Die Fed kann die langfristigen Zinssätze niedriger halten. So kann sie das QT fortsetzen, aber gleichzeitig kurz laufende Anleihen verkaufen und langfristige Anleihen kaufen. Auch wenn das in nächster Zeit eher unwahrscheinlich ist, kann sie Anleihen kaufen (QE). Das Risiko besteht darin, dass dies als inflationär empfunden würde und die Anleger die Renditen daraufhin in die Höhe treiben könnten.
Das Finanzministerium versucht bereits, die Emission langfristiger Anleihen zu begrenzen. In unserem Tageskommentar vom 2. November 2023 heißt es u.a:
Das Finanzministerium bevorzugt Schulden mit kürzerer Laufzeit, da es wahrscheinlich vermeiden will, die aktuellen Renditen für lange Zeiträume festzuschreiben. Folglich werden weniger als 10 % des Schuldenanstiegs aus dem Bereich 10 bis 30 Jahre herrühren. Langfristige Anleger in Treasuries und Anleihen dürften sich über diese Haltung des Finanzministeriums freuen.
Darüber hinaus können die Fed und das Finanzministerium die Regulierungs- und Kapitalvorschriften für Banken ändern, um es für Banken und andere Finanzinstitute vorteilhafter zu machen, Staatsanleihen statt anderer Vermögenswerte zu halten.
Fazit
Unvorsichtiges fiskalisches Handeln ist zweifellos sehr problematisch, und wir wollen dieses Risiko nicht herunterspielen. Wir haben Bände darüber geschrieben, wie unproduktive Staatsausgaben letztendlich die Wirtschaft schwächen und den Wohlstand der Bürger schmälern.
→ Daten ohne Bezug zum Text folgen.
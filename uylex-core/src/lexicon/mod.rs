//! Main module for lexicon processing

pub mod charset;
pub mod cleaning;
pub mod entry;
pub mod expansion;
pub mod grammar;
pub mod loader;
pub mod normalizer;
pub mod postag;
pub mod senses;
pub mod sentences;
pub mod stemmer;
pub mod transforms;

pub use entry::{EntryError, LexEntry};
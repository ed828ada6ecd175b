//! Command-line interface for uylex
//! This binary cleans, tags, stems and expands Uyghur–English lexicons.
//!
//! Usage:
//!   uylex normalize [-i `<in>`] [-o `<out>`] [-e `<report>`] [options]   - Normalize a flat dictionary
//!   uylex pos-tag [-i `<in>`] [-o `<out>`] [--lexicon]                    - Tag the head of every line
//!   uylex stem `<grammar>` `<lexicon>`                                     - Stem a tagged lexicon
//!   uylex expand `<grammar>` `<pertainyms>` [-i `<in>`] [-o `<out>`]       - Expand suffixed forms

mod commands;

use clap::{value_parser, Arg, ArgAction, ArgMatches, Command};
use tracing_subscriber::EnvFilter;
use uylex_config::{Loader, UylexConfig};

fn input_arg() -> Arg {
    Arg::new("input")
        .long("infile")
        .short('i')
        .help("Input file (default: stdin)")
}

fn output_arg() -> Arg {
    Arg::new("output")
        .long("outfile")
        .short('o')
        .help("Output file (default: stdout)")
}

fn build_cli() -> Command {
    Command::new("uylex")
        .version(env!("CARGO_PKG_VERSION"))
        .about("A toolchain for cleaning and expanding Uyghur-English lexicons")
        .subcommand_required(true)
        .arg_required_else_help(true)
        .arg(
            Arg::new("config")
                .long("config")
                .short('c')
                .global(true)
                .help("Configuration file layered over the built-in defaults"),
        )
        .arg(
            Arg::new("verbose")
                .long("verbose")
                .short('v')
                .global(true)
                .action(ArgAction::Count)
                .help("Log more (-v info, -vv debug); RUST_LOG takes precedence"),
        )
        .subcommand(
            Command::new("normalize")
                .about("Normalize a flat dictionary into short phrase pairs")
                .arg(input_arg())
                .arg(output_arg())
                .arg(
                    Arg::new("explanation")
                        .long("explainfile")
                        .short('e')
                        .help("Write a per-source report of original and normalized targets"),
                )
                .arg(
                    Arg::new("nosplit")
                        .long("nosplit")
                        .short('n')
                        .action(ArgAction::SetTrue)
                        .help("Don't split on commas, semicolons, slashes or 'or'"),
                )
                .arg(
                    Arg::new("targetlimit")
                        .long("targetlimit")
                        .short('l')
                        .value_parser(value_parser!(usize))
                        .help("Maximum number of words of a target after splitting"),
                )
                .arg(
                    Arg::new("earlytargetlimit")
                        .long("earlytargetlimit")
                        .short('L')
                        .value_parser(value_parser!(usize))
                        .help("Maximum number of words of a target before splitting"),
                )
                .arg(
                    Arg::new("singletons")
                        .long("singletons")
                        .short('s')
                        .action(ArgAction::SetTrue)
                        .help("Only emit word-level pairs derived from multi-word entries"),
                )
                .arg(
                    Arg::new("removelowercased")
                        .long("removelowercased")
                        .action(ArgAction::SetTrue)
                        .help("Remove lowercased variants of capitalized translations"),
                )
                .arg(
                    Arg::new("no-sentence-split")
                        .long("no-sentence-split")
                        .visible_alias("nosentencesplit")
                        .action(ArgAction::SetTrue)
                        .help("Don't split targets into sentences"),
                )
                .arg(
                    Arg::new("stats-json")
                        .long("stats-json")
                        .action(ArgAction::SetTrue)
                        .help("Print the statistics as JSON"),
                ),
        )
        .subcommand(
            Command::new("pos-tag")
                .about("Print the part of speech of the head of every line")
                .arg(input_arg())
                .arg(output_arg())
                .arg(
                    Arg::new("lexicon")
                        .long("lexicon")
                        .action(ArgAction::SetTrue)
                        .help("Input lines are lexicon entries; tag their targets"),
                ),
        )
        .subcommand(
            Command::new("stem")
                .about("Stem a lexicon using the tags in <lexicon>.postags")
                .arg(
                    Arg::new("grammar")
                        .help("Grammar file with stemming rules")
                        .required(true)
                        .index(1),
                )
                .arg(
                    Arg::new("lexicon")
                        .help("Lexicon file")
                        .required(true)
                        .index(2),
                ),
        )
        .subcommand(
            Command::new("expand")
                .about("Add suffixed forms of every lexicon entry")
                .arg(
                    Arg::new("grammar")
                        .help("Grammar file with noun suffixes")
                        .required(true)
                        .index(1),
                )
                .arg(
                    Arg::new("pertainyms")
                        .help("Pertainym file pairing nouns with adjectives")
                        .required(true)
                        .index(2),
                )
                .arg(input_arg())
                .arg(output_arg()),
        )
}

fn main() {
    let matches = build_cli().get_matches();

    let config = load_config(&matches).unwrap_or_else(|e| {
        eprintln!("Error: {}", e);
        std::process::exit(1);
    });
    init_tracing(matches.get_count("verbose"), &config.log.level);

    let result = match matches.subcommand() {
        Some(("normalize", sub)) => commands::normalize(
            &config,
            commands::NormalizeArgs {
                input: opt_str(sub, "input"),
                output: opt_str(sub, "output"),
                explanation: opt_str(sub, "explanation"),
                stats_json: sub.get_flag("stats-json"),
            },
        ),
        Some(("pos-tag", sub)) => commands::pos_tag(
            opt_str(sub, "input"),
            opt_str(sub, "output"),
            sub.get_flag("lexicon"),
        ),
        Some(("stem", sub)) => commands::stem(
            &config,
            required_str(sub, "grammar"),
            required_str(sub, "lexicon"),
        ),
        Some(("expand", sub)) => commands::expand(
            &config,
            commands::ExpandArgs {
                grammar: required_str(sub, "grammar"),
                pertainyms: required_str(sub, "pertainyms"),
                input: opt_str(sub, "input"),
                output: opt_str(sub, "output"),
            },
        ),
        _ => Ok(()),
    };

    if let Err(e) = result {
        eprintln!("Error: {}", e);
        std::process::exit(1);
    }
}

fn opt_str<'a>(matches: &'a ArgMatches, id: &str) -> Option<&'a str> {
    matches.get_one::<String>(id).map(String::as_str)
}

fn required_str<'a>(matches: &'a ArgMatches, id: &str) -> &'a str {
    // clap enforces required positionals before we get here
    opt_str(matches, id).unwrap_or_default()
}

/// Layer defaults, the user's file and command-line flags
fn load_config(matches: &ArgMatches) -> Result<UylexConfig, String> {
    let mut loader = Loader::new();
    if let Some(path) = matches.get_one::<String>("config") {
        loader = loader.with_file(path);
    }

    if let Some(("normalize", sub)) = matches.subcommand() {
        let flags = [
            ("nosplit", "normalize.split", false),
            ("singletons", "normalize.singletons", true),
            ("removelowercased", "normalize.remove_lowercased", true),
            ("no-sentence-split", "normalize.sentence_split", false),
        ];
        for (flag, key, value) in flags {
            if sub.get_flag(flag) {
                loader = loader
                    .set_override(key, value)
                    .map_err(|e| format!("Invalid override for {}: {}", key, e))?;
            }
        }

        let limits = [
            ("targetlimit", "normalize.target_limit"),
            ("earlytargetlimit", "normalize.early_target_limit"),
        ];
        for (arg, key) in limits {
            if let Some(limit) = sub.get_one::<usize>(arg) {
                loader = loader
                    .set_override(key, *limit as i64)
                    .map_err(|e| format!("Invalid override for {}: {}", key, e))?;
            }
        }
    }

    loader
        .build()
        .map_err(|e| format!("Failed to load configuration: {}", e))
}

fn init_tracing(verbosity: u8, default_level: &str) {
    let level = match verbosity {
        0 => default_level,
        1 => "info",
        _ => "debug",
    };
    let filter = EnvFilter::try_from_default_env().unwrap_or_else(|_| EnvFilter::new(level));
    tracing_subscriber::fmt()
        .with_env_filter(filter)
        .with_writer(std::io::stderr)
        .with_target(false)
        .init();
}

#[cfg(test)]
mod tests {
    use super::*;

    #[test]
    fn verify_cli() {
        build_cli().debug_assert();
    }

    #[test]
    fn flags_override_config() {
        let matches = build_cli()
            .try_get_matches_from(["uylex", "normalize", "-n", "-l", "6", "--removelowercased"])
            .unwrap();
        let config = load_config(&matches).unwrap();
        let options = config.normalize.options();

        assert!(!options.split);
        assert_eq!(options.target_limit, 6);
        assert!(options.remove_lowercased);
        assert!(options.sentence_split);
        assert_eq!(options.early_target_limit, 20);
    }

    #[test]
    fn defaults_without_flags() {
        let matches = build_cli()
            .try_get_matches_from(["uylex", "stem", "grammar.txt", "dict"])
            .unwrap();
        let config = load_config(&matches).unwrap();
        assert_eq!(config.stem.output_extension, "stemmed");
    }
}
Als Anleiheinvestoren müssen wir jedoch verstehen, was die Renditen der Anleihen beeinflusst und was nicht. Nachdem wir den Erklärungsansatz der "massiven Verschuldung" richtiggestellt haben, möchten wir abschließend darauf hinweisen, was die Anleiherenditen wirklich antreibt.
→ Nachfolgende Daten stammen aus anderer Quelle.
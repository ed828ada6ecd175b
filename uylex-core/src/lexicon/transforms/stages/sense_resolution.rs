//! Sense resolution stage
//!
//! Resolves cross-references for every cleaned source and assembles the
//! final, deduplicated lexicon.

use crate::lexicon::normalizer::{CleanedLexicon, NormalizeOptions, NormalizedLexicon};
use crate::lexicon::senses::{prefer_uppercased, resolve, singletons, Gloss};
use crate::lexicon::transforms::{Runnable, TransformError};
use std::collections::BTreeSet;

/// Sense resolution stage
///
/// # Input
/// - `CleanedLexicon` - cleaned gloss map
///
/// # Output
/// - `NormalizedLexicon` - resolved glosses per source (or word-level
///   singletons), sorted and deduplicated
pub struct SenseResolution {
    options: NormalizeOptions,
}

impl SenseResolution {
    pub fn new(options: NormalizeOptions) -> Self {
        SenseResolution { options }
    }
}

impl Runnable<CleanedLexicon, NormalizedLexicon> for SenseResolution {
    fn run(&self, input: CleanedLexicon) -> Result<NormalizedLexicon, TransformError> {
        let CleanedLexicon {
            original,
            cleaned,
            mut stats,
        } = input;
        let mut lexicon = NormalizedLexicon::default();

        for source in cleaned.keys() {
            let mut glosses: BTreeSet<Gloss> = resolve(&cleaned, source).into_iter().collect();
            if self.options.remove_lowercased {
                glosses = prefer_uppercased(&glosses);
            }

            if self.options.singletons {
                for (word, gloss) in singletons(&cleaned, source, &glosses) {
                    lexicon.result.entry(word).or_default().insert(gloss);
                }
            } else {
                lexicon.result.insert(source.clone(), glosses);
            }
        }

        stats.written = lexicon.result.values().map(BTreeSet::len).sum();
        tracing::info!(
            sources = lexicon.result.len(),
            written = stats.written,
            "resolved senses"
        );

        lexicon.original = original;
        lexicon.stats = stats;
        Ok(lexicon)
    }
}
Die folgenden Grafiken aus einem unserer früheren Artikel zeigen die nahezu perfekte Korrelation zwischen den Renditen von Staatsanleihen und der Inflation bzw. den Inflationserwartungen.
Wir schließen diese Erörterung mit einem Zitat aus unserem Artikel ab:
Das Rauschen am Anleihemarkt ist derzeit gewaltig, da die Inflation immer noch weit über den Zielwerten liegt, die Defizite hoch bleiben und die Fed weiterhin von höheren Zinsen für längere Zeit spricht. Dieses Rauschen führt zu Differenzen zwischen der Rendite von Anleihen und ihrem tatsächlichen Marktwert.
Ein solches Rauschen ist schwer zu ignorieren, aber es kann uns enorme Chancen eröffnen!